Another logarithm problem

I keep getting blocked every few pages by something I cant figure out with these logarithm problems, and I apologize for posting up so many questions, but I am really struggling.

The problem is as follows:

3 * e^-2x = 10

Basically, I cant seem to figure out the order, or how to break it down correctly. I typically start off by dividing both sides by 3, but then it goes downhill from there. How do I deal with that e^-2x? I have tried all kind of stuff, and I am not finding a simple solution. The book makes it seem like it should be elementary, since it doesnt even explain it, and it is an example. Maybe it is because it is almost midnight, but I cannot for the life of me see what I am missing. Thanks.
July 5th 2012, 01:55 PM
emakarov

Re: Another logarithm problem

$3e^{-2x} = 10$ Divide both sides by 3

$e^{-2x}=10/3$ Take ln of both sides, use the fact that $\ln(e^y)=y$ for all y.

$-2x = \ln(10/3)$ Divide by -2

$x = -\frac{1}{2}\ln(10/3)$ You may use the fact that $-\ln(x)=\ln(x^{-1})$ to get

$x = \frac{1}{2}\ln(3/10)$
July 5th 2012, 01:55 PM
Plato

Re: Another logarithm problem

Quote:

Originally Posted by Latsabb

The problem is as follows:

$3 e^{-2x} = 10$

Hint: $-2x=\ln(10)-\ln(3)$ , How and Why?
July 5th 2012, 01:58 PM
Latsabb

Re: Another logarithm problem

Ok, so in general, if I have e raised to something, I can ln both sides, and simply drop the e, and put the powers as constants?
July 5th 2012, 02:09 PM
Plato

Re: Another logarithm problem

Quote:

Originally Posted by Latsabb

Ok, so in general, if I have e raised to something, I can ln both sides, and simply drop the e, and put the powers as constants?

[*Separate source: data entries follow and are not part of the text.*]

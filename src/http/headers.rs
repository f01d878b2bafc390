//! Bounded header container: a reserved inline `Vec` for the common case, a
//! plain overflow `Vec` for the rare one.
//!
//! Reserving the inline vec's capacity up front (`INLINE_CAPACITY` entries)
//! keeps the common case — a handful of headers per request — free of
//! reallocation for the lifetime of the pooled [`Request`](super::request::Request),
//! while still accepting pathological requests via the overflow vec instead
//! of rejecting them outright. Overflow stays a `Vec` rather than a map so
//! duplicate header names and their original casing both survive.

use crate::errors::ErrorKind;

/// Inline entry capacity. Requests with more distinct header lines than
/// this spill the remainder into [`HeaderContainer`]'s overflow map.
pub const INLINE_CAPACITY: usize = 32;
/// Maximum header name length, inline or overflow.
pub const MAX_NAME_LEN: usize = 64;
/// Maximum value length for an entry stored inline.
pub const MAX_INLINE_VALUE_LEN: usize = 128;
/// Maximum value length for an entry that has spilled to overflow.
pub const MAX_OVERFLOW_VALUE_LEN: usize = 8192;

#[derive(Debug, Clone, Copy, Eq, PartialEq, Hash)]
pub(crate) struct Header {
    pub(crate) name: &'static [u8],
    pub(crate) value: &'static [u8],
}

impl Header {
    #[inline(always)]
    pub const fn new(name: &'static [u8], value: &'static [u8]) -> Self {
        Header { name, value }
    }
}

#[inline(always)]
fn reject_crlf(b: &[u8]) -> Result<(), ErrorKind> {
    if memchr::memchr2(b'\r', b'\n', b).is_some() {
        return Err(ErrorKind::InvalidHeader);
    }
    Ok(())
}

/// Bounded sequence of header (name, value) pairs with case-insensitive
/// lookup, backed by fixed inline storage plus an overflow spill vec.
///
/// Names are stored byte-for-byte as received; comparisons normalize case,
/// storage never does. Duplicates are preserved in insertion order in both
/// the inline entries and the overflow entries; [`HeaderContainer::add`]
/// never deduplicates.
#[derive(Debug, Clone, Default)]
pub(crate) struct HeaderContainer {
    inline: Vec<Header>,
    overflow: Vec<Header>,
    pub(crate) content_length: Option<usize>,
}

impl HeaderContainer {
    #[inline(always)]
    pub(crate) fn new() -> Self {
        Self {
            inline: Vec::with_capacity(INLINE_CAPACITY),
            overflow: Vec::new(),
            content_length: None,
        }
    }

    #[inline(always)]
    pub(crate) fn reset(&mut self) {
        self.inline.clear();
        self.overflow.clear();
        self.content_length = None;
    }

    /// Appends a header without deduplication. Spills to overflow when the
    /// inline table is full or the value exceeds the inline cap.
    pub(crate) fn add(&mut self, name: &'static [u8], value: &'static [u8]) -> Result<(), ErrorKind> {
        if name.len() > MAX_NAME_LEN || value.len() > MAX_OVERFLOW_VALUE_LEN {
            return Err(ErrorKind::HeaderTooLarge);
        }
        reject_crlf(name)?;
        reject_crlf(value)?;

        if self.inline.len() < INLINE_CAPACITY && value.len() <= MAX_INLINE_VALUE_LEN {
            self.inline.push(Header::new(name, value));
        } else {
            self.overflow.push(Header::new(name, value));
        }
        Ok(())
    }

    /// Replaces the first case-insensitive match, or appends if none exists.
    #[allow(dead_code)]
    pub(crate) fn set(&mut self, name: &'static [u8], value: &'static [u8]) -> Result<(), ErrorKind> {
        reject_crlf(name)?;
        reject_crlf(value)?;

        if let Some(pos) = self.inline.iter().position(|h| h.name.eq_ignore_ascii_case(name)) {
            if value.len() <= MAX_INLINE_VALUE_LEN {
                self.inline[pos] = Header::new(name, value);
                return Ok(());
            }
            self.inline.remove(pos);
        } else if let Some(pos) = self.overflow.iter().position(|h| h.name.eq_ignore_ascii_case(name)) {
            self.overflow.remove(pos);
        }
        self.add(name, value)
    }

    /// First matching value, inline entries searched before overflow.
    pub(crate) fn get(&self, name: &[u8]) -> Option<&[u8]> {
        if let Some(h) = self.inline.iter().find(|h| h.name.eq_ignore_ascii_case(name)) {
            return Some(h.value);
        }
        self.overflow.iter().find(|h| h.name.eq_ignore_ascii_case(name)).map(|h| h.value)
    }

    #[allow(dead_code)]
    pub(crate) fn has(&self, name: &[u8]) -> bool {
        self.get(name).is_some()
    }

    /// Removes the first case-insensitive match from both inline and overflow.
    #[allow(dead_code)]
    pub(crate) fn del(&mut self, name: &[u8]) {
        if let Some(pos) = self.inline.iter().position(|h| h.name.eq_ignore_ascii_case(name)) {
            self.inline.remove(pos);
        }
        if let Some(pos) = self.overflow.iter().position(|h| h.name.eq_ignore_ascii_case(name)) {
            self.overflow.remove(pos);
        }
    }

    /// Visits every inline entry in insertion order, then every overflow
    /// entry in insertion order. Stops early if `visitor` returns `false`.
    pub(crate) fn visit_all<'a>(&'a self, mut visitor: impl FnMut(&'a [u8], &'a [u8]) -> bool) {
        for h in &self.inline {
            if !visitor(h.name, h.value) {
                return;
            }
        }
        for h in &self.overflow {
            if !visitor(h.name, h.value) {
                return;
            }
        }
    }

    #[allow(dead_code)]
    pub(crate) fn len(&self) -> usize {
        self.inline.len() + self.overflow.len()
    }

    pub(crate) fn is_empty(&self) -> bool {
        self.inline.is_empty() && self.overflow.is_empty()
    }
}

impl PartialEq for HeaderContainer {
    fn eq(&self, other: &Self) -> bool {
        self.inline == other.inline && self.content_length == other.content_length
    }
}

#[cfg(test)]
mod tests {
    use super::*;

    #[test]
    fn add_then_get_is_case_insensitive() {
        let mut h = HeaderContainer::new();
        h.add(b"Content-Type", b"text/plain").unwrap();
        assert_eq!(h.get(b"content-type"), Some(b"text/plain".as_ref()));
        assert_eq!(h.get(b"CONTENT-TYPE"), Some(b"text/plain".as_ref()));
    }

    #[test]
    fn set_then_get_returns_latest() {
        let mut h = HeaderContainer::new();
        h.add(b"X", b"a").unwrap();
        h.set(b"X", b"b").unwrap();
        assert_eq!(h.get(b"x"), Some(b"b".as_ref()));
    }

    #[test]
    fn del_then_has_is_false() {
        let mut h = HeaderContainer::new();
        h.add(b"X", b"a").unwrap();
        h.del(b"x");
        assert!(!h.has(b"X"));
    }

    #[test]
    fn reset_clears_everything() {
        let mut h = HeaderContainer::new();
        h.add(b"X", b"a").unwrap();
        h.content_length = Some(4);
        h.reset();
        assert_eq!(h.len(), 0);
        assert_eq!(h.content_length, None);
    }

    #[test]
    fn crlf_injection_is_rejected() {
        let mut h = HeaderContainer::new();
        assert_eq!(h.set(b"X", b"a\r\nY: b"), Err(ErrorKind::InvalidHeader));
        assert!(h.is_empty());
    }

    #[test]
    fn overflow_spills_past_inline_capacity() {
        let mut h = HeaderContainer::new();
        for i in 0..INLINE_CAPACITY {
            let name: &'static [u8] = Box::leak(format!("h{i}").into_bytes().into_boxed_slice());
            h.add(name, b"v").unwrap();
        }
        h.add(b"overflow-header", b"v").unwrap();
        assert_eq!(h.get(b"overflow-header"), Some(b"v".as_ref()));
        assert_eq!(h.len(), INLINE_CAPACITY + 1);
    }

    #[test]
    fn large_value_spills_to_overflow_even_with_inline_room() {
        let mut h = HeaderContainer::new();
        let big: &'static [u8] = Box::leak(vec![b'v'; MAX_INLINE_VALUE_LEN + 1].into_boxed_slice());
        h.add(b"big", big).unwrap();
        assert_eq!(h.get(b"big"), Some(big));
    }

    #[test]
    fn oversized_name_is_too_large() {
        let mut h = HeaderContainer::new();
        let name: &'static [u8] = Box::leak(vec![b'n'; MAX_NAME_LEN + 1].into_boxed_slice());
        assert_eq!(h.add(name, b"v"), Err(ErrorKind::HeaderTooLarge));
    }

    #[test]
    fn overflow_preserves_duplicates_and_casing() {
        let mut h = HeaderContainer::new();
        let big: &'static [u8] = Box::leak(vec![b'v'; MAX_INLINE_VALUE_LEN + 1].into_boxed_slice());
        h.add(b"X-Dup", big).unwrap();
        h.add(b"X-DUP", big).unwrap();

        let mut seen = Vec::new();
        h.visit_all(|name, _| {
            seen.push(name);
            true
        });
        assert_eq!(seen, vec![b"X-Dup".as_ref(), b"X-DUP".as_ref()]);
    }
}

You ought to know that if $e^x=y$ then $x=\ln(y)$
July 5th 2012, 07:53 PM
Latsabb

Re: Another logarithm problem

The book I am working in just introduced e, and has yet to introduce ln.
July 6th 2012, 01:04 AM
emakarov

Re: Another logarithm problem

Quote:

Originally Posted by Latsabb

Ok, so in general, if I have e raised to something, I can ln both sides, and simply drop the e

No, you drop e in one side of the equation and add ln in the other side, as Plato wrote in post #5.

Quote:

Originally Posted by Latsabb

and put the powers as constants?

I am not sure what this means.

Quote:

Originally Posted by Latsabb

The book I am working in just introduced e, and has yet to introduce ln.

I don't see how to solve the original equation without logarithms.
July 6th 2012, 01:33 AM
daigo

Re: Another logarithm problem

All 'e' is is another constant such as $\pi$ and 'ln' is just a different notation for $\log_{e}$ . That's pretty much all you need to know to solve this if you already know basic logs
July 6th 2012, 05:34 AM
HallsofIvy

Re: Another logarithm problem

Quote:

Originally Posted by Latsabb

The book I am working in just introduced e, and has yet to introduce ln.

Yet, it asks you to solve $3e^{-2x}= 10$ ? Has it dealt with logarithms in general, then? If you have logarithms base 10 ("common" logarithms), you can take the logarithm of both sides to get log(3)- 2x log(e)= 1 and then solve for x: x= (log(3)- 1)/(2log(e)).
July 6th 2012, 10:19 AM
Wilmer

Re: Another logarithm problem

Quote:

Originally Posted by Latsabb

3 * e^-2x = 10

First, you need a set of brackets: 3 * e^(-2x) = 10;
the way you have it means 3 * (e^-2) * x = 10 ; OK?

I'd start this way:
1 / e^(2x) = 10/3

And (as you've been told): log(e) = 1 : tattoo that on your wrist !